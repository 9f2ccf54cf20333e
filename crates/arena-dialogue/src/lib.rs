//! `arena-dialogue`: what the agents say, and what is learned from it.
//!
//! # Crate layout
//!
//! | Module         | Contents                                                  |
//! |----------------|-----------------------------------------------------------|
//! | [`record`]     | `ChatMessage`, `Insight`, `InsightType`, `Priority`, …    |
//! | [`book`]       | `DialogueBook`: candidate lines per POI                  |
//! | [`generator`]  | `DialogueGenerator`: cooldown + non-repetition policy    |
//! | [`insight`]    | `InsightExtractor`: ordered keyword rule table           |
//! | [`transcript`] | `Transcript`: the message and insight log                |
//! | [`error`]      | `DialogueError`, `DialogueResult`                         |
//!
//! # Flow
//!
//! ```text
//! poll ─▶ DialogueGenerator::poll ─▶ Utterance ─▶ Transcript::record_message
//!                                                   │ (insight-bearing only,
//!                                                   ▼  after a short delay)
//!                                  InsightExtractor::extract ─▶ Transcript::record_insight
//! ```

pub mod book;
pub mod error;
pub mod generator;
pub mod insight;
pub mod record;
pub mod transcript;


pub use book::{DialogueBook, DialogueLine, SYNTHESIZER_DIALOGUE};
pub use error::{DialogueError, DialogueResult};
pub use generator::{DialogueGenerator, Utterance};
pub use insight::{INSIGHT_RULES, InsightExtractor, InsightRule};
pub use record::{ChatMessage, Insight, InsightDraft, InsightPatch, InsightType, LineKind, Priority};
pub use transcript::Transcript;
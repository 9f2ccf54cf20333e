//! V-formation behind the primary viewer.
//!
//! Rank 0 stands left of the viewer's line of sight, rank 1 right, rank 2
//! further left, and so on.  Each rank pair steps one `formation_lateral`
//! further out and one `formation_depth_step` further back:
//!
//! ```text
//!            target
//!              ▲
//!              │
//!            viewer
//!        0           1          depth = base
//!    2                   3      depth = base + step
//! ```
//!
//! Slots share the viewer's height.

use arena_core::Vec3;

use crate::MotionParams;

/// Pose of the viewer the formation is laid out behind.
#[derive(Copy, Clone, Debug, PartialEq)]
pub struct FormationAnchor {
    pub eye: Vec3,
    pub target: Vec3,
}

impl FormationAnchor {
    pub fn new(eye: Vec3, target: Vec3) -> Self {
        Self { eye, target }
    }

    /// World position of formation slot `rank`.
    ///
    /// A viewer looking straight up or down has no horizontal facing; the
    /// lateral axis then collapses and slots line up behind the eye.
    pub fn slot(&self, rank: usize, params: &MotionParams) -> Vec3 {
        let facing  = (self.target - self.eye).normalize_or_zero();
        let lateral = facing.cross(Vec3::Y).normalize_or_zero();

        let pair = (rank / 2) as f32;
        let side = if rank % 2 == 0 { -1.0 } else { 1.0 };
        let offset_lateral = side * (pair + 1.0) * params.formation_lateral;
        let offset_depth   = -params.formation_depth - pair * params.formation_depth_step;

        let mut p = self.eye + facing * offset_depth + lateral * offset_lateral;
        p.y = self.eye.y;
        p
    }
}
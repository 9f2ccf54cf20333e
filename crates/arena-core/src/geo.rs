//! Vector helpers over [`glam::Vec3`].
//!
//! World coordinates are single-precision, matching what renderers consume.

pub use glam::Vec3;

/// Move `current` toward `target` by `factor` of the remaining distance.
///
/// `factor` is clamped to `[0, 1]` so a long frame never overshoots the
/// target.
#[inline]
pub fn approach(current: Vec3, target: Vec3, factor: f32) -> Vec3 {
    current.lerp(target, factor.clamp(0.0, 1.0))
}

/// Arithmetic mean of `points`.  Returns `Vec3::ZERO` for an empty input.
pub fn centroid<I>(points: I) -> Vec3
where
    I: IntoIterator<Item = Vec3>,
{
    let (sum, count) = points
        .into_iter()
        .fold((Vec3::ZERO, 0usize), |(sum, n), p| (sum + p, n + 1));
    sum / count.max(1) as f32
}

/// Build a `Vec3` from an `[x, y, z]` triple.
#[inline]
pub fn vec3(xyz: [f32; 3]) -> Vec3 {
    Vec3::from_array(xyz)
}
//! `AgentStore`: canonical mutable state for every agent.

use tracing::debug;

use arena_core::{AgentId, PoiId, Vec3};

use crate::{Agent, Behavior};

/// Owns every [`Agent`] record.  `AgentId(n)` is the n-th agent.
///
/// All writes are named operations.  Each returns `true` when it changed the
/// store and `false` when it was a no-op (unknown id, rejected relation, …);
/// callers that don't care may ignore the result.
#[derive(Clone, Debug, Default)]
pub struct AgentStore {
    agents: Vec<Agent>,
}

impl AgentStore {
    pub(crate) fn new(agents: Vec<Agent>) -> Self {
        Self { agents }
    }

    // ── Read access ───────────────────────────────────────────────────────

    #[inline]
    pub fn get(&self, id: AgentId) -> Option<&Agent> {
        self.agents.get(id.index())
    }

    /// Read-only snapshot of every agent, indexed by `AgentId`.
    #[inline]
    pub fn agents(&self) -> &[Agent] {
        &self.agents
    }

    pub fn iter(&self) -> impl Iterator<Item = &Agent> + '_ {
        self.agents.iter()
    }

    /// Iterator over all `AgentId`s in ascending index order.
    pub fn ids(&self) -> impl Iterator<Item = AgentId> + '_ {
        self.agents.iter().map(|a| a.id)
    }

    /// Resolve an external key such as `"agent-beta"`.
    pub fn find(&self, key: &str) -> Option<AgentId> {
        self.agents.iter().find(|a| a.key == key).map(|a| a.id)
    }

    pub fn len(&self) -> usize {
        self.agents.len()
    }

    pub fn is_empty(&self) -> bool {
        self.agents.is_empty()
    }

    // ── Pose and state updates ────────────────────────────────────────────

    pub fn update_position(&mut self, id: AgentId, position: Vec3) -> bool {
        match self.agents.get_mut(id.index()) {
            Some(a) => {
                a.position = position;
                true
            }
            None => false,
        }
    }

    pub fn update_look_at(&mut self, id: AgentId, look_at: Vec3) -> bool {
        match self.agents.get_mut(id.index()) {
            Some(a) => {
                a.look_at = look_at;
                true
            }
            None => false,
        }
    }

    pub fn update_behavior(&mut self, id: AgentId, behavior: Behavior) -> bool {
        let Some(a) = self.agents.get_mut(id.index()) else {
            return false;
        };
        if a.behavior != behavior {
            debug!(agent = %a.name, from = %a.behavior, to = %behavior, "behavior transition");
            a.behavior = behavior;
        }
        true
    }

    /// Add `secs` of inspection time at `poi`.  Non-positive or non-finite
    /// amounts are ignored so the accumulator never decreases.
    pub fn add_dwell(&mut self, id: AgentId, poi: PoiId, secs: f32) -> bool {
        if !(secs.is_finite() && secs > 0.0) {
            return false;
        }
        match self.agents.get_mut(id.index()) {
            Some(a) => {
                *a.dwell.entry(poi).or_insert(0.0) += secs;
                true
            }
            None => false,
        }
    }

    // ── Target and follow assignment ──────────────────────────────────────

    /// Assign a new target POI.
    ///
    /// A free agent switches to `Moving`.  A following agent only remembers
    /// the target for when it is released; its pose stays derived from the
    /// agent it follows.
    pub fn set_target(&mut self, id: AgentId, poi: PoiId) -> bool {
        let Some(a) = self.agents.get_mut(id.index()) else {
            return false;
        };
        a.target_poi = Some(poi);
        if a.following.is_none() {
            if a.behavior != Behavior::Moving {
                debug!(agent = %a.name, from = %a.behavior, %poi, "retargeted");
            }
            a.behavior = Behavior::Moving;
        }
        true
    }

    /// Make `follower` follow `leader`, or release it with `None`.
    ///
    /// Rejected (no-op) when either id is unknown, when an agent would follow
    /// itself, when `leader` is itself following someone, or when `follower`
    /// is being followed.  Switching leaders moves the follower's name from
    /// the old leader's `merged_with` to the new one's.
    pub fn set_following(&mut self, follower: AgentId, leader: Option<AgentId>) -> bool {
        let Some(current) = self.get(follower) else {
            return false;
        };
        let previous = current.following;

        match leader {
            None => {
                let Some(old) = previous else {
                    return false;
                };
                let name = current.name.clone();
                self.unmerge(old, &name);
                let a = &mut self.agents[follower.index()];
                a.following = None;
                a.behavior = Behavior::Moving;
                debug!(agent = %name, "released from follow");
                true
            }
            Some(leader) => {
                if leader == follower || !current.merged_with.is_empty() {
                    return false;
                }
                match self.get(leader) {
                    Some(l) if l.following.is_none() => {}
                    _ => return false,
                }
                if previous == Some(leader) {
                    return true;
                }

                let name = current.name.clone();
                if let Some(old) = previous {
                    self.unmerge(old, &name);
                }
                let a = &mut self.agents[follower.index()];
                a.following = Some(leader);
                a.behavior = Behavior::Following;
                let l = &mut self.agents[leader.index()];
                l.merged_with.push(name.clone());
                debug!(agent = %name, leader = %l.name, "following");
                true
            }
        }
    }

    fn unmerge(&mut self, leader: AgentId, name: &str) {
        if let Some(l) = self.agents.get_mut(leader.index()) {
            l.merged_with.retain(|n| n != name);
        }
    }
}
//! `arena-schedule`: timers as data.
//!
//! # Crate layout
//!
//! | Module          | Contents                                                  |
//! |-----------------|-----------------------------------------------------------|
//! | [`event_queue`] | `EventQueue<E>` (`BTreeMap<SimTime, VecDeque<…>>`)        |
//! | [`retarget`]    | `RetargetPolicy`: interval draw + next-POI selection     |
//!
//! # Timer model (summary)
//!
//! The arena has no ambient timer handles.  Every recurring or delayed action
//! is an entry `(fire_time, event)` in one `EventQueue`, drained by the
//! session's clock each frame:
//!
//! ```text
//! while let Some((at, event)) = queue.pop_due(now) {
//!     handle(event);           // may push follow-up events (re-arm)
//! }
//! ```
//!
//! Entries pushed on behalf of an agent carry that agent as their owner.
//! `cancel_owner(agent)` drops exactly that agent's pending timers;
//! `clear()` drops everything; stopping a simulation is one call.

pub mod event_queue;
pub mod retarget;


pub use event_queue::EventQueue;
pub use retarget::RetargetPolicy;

════

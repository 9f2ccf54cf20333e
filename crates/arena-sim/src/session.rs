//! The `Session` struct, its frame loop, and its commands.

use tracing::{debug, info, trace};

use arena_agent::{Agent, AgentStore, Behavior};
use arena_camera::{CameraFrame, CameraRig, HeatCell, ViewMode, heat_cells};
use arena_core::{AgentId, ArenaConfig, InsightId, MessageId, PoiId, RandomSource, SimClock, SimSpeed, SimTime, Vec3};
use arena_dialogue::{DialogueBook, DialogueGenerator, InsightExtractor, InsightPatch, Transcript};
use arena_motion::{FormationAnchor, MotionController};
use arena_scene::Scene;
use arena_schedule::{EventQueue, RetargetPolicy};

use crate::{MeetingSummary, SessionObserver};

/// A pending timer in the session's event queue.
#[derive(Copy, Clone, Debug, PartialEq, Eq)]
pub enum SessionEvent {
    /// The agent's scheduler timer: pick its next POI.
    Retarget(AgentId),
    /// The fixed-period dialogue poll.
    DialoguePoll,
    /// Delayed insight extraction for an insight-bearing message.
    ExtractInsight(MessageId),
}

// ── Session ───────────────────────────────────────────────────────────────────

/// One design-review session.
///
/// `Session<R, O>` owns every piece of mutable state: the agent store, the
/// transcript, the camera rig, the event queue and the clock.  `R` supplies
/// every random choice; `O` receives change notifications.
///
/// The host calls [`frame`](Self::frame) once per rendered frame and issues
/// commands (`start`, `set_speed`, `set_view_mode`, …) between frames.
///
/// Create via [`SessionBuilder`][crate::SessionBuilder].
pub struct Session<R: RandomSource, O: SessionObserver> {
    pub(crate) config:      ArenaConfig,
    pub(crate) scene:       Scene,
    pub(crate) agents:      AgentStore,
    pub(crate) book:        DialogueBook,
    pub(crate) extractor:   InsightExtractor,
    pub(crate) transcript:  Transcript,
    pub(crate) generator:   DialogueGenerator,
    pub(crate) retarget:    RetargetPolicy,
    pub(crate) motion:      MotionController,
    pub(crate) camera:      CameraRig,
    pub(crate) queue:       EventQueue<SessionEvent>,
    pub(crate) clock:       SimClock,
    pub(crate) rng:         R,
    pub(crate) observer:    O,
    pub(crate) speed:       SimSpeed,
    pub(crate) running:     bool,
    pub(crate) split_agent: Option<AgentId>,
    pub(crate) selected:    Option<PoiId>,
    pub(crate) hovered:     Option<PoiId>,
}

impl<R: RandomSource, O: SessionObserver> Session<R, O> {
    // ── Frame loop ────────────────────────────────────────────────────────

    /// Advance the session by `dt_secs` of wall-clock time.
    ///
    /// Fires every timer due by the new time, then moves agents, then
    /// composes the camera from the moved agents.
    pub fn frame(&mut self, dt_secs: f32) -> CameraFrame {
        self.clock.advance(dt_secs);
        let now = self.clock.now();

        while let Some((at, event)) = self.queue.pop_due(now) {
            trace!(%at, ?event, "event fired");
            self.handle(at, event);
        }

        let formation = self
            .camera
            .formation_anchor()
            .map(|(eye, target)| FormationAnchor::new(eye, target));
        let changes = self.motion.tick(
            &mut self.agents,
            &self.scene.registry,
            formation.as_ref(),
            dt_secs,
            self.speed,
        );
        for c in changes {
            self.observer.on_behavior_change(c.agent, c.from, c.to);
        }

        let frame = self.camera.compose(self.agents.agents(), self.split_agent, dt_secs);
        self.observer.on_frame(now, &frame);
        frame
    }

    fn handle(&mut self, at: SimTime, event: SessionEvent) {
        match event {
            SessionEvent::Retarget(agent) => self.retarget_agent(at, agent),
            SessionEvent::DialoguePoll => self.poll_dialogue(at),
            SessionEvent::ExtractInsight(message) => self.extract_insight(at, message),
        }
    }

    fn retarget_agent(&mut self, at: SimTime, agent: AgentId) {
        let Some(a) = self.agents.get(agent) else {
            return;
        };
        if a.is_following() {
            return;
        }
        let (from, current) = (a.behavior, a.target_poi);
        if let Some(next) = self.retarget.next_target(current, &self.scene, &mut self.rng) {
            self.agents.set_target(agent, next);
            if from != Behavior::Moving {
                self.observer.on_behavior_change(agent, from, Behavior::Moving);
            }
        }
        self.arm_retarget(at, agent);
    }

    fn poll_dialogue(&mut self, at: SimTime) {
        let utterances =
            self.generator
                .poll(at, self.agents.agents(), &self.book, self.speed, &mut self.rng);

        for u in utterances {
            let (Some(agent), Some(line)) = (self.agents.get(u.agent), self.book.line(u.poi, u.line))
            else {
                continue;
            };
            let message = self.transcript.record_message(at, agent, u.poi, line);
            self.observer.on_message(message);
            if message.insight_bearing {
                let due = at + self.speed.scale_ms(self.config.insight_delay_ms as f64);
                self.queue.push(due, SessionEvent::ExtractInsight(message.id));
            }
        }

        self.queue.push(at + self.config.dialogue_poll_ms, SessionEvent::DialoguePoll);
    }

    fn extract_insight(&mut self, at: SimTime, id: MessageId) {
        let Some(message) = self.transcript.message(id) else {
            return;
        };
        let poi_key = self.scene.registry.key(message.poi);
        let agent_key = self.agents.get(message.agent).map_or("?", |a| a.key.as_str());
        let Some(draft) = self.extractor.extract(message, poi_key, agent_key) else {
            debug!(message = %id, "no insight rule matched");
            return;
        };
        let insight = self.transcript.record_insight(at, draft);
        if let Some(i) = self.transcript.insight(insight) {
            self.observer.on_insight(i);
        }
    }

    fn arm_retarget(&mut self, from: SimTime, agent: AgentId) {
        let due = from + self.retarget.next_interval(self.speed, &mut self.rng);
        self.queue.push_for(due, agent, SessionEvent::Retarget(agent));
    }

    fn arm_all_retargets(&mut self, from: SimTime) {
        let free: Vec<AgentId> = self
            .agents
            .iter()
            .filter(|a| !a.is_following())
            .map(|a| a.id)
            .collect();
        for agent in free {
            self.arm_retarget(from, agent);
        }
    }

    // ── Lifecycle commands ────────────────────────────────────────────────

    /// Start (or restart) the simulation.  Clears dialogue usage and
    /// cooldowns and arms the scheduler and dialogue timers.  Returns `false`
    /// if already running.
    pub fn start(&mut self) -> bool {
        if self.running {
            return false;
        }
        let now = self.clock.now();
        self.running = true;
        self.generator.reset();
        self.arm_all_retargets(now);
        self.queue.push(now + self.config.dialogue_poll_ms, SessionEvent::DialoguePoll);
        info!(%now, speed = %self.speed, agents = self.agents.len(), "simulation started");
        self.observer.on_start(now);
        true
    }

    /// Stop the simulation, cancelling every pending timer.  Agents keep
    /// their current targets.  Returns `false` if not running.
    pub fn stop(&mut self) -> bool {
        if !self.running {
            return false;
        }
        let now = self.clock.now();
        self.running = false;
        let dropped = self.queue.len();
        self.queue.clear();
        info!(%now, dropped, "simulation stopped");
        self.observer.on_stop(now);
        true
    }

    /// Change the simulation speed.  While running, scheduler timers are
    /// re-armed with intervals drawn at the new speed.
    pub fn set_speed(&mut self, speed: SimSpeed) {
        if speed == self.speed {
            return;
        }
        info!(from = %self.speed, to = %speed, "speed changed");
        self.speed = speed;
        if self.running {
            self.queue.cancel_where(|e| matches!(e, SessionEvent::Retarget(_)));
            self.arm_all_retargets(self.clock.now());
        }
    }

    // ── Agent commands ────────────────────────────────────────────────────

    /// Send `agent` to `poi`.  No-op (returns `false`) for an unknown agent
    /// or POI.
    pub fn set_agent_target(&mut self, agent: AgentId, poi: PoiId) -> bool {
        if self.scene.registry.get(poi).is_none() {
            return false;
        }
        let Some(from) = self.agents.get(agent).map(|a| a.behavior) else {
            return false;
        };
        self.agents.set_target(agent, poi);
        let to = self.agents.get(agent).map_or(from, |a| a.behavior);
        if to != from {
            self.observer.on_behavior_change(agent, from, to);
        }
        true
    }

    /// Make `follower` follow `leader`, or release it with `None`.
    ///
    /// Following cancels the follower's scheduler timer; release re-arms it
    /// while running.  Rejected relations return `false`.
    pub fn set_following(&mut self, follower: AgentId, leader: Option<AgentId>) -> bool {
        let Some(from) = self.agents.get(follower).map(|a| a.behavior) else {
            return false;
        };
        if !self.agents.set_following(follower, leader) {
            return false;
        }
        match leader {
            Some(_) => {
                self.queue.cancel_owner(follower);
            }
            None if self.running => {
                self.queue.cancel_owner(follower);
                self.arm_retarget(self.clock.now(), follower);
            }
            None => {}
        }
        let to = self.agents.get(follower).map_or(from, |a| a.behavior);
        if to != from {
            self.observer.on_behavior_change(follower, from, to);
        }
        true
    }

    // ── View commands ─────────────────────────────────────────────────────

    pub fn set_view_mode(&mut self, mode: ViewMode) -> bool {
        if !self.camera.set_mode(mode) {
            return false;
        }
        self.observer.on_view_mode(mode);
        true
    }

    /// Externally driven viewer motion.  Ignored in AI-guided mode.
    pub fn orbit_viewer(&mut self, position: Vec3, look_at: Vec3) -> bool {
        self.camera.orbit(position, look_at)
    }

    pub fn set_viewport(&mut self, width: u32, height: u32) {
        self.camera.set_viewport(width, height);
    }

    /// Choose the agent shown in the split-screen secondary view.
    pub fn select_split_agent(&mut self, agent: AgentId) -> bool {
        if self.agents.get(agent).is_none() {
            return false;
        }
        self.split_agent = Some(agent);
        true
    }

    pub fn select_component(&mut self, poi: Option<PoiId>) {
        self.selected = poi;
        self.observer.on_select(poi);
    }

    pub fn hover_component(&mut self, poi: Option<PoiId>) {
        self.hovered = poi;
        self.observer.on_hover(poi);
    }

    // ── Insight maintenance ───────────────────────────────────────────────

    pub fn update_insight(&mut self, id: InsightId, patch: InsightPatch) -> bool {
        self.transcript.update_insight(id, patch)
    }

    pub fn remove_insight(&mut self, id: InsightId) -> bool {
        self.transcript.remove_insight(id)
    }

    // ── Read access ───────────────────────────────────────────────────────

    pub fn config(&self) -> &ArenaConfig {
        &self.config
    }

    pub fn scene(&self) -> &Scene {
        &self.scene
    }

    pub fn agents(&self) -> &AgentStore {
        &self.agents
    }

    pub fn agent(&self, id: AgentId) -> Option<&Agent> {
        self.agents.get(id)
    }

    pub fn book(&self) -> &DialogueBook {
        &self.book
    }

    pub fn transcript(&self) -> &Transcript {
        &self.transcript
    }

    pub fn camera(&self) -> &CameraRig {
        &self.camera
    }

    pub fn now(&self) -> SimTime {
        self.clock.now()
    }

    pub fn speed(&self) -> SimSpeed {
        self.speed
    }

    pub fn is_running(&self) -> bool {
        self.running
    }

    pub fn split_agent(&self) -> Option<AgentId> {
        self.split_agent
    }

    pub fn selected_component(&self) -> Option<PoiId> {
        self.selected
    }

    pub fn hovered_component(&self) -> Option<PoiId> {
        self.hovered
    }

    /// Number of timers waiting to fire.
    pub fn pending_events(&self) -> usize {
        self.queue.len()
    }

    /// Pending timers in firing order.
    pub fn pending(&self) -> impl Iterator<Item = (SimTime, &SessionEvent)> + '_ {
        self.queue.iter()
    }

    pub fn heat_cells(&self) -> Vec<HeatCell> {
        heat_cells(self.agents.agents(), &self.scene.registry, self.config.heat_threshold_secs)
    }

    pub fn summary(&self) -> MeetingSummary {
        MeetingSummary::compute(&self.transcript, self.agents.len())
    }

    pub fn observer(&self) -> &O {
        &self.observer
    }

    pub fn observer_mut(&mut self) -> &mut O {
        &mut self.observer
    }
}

════

Problem description >>
Lines with the word "SimTime" in them should be copied from the preceding records.

Exercise output >>
//! | [`event_queue`] | `EventQueue<E>` (`BTreeMap<SimTime, VecDeque<…>>`)        |
use arena_core::{AgentId, ArenaConfig, InsightId, MessageId, PoiId, RandomSource, SimClock, SimSpeed, SimTime, Vec3};
    fn handle(&mut self, at: SimTime, event: SessionEvent) {
    fn retarget_agent(&mut self, at: SimTime, agent: AgentId) {
    fn poll_dialogue(&mut self, at: SimTime) {
    fn extract_insight(&mut self, at: SimTime, id: MessageId) {
    fn arm_retarget(&mut self, from: SimTime, agent: AgentId) {
    fn arm_all_retargets(&mut self, from: SimTime) {
    pub fn now(&self) -> SimTime {
    pub fn pending(&self) -> impl Iterator<Item = (SimTime, &SessionEvent)> + '_ {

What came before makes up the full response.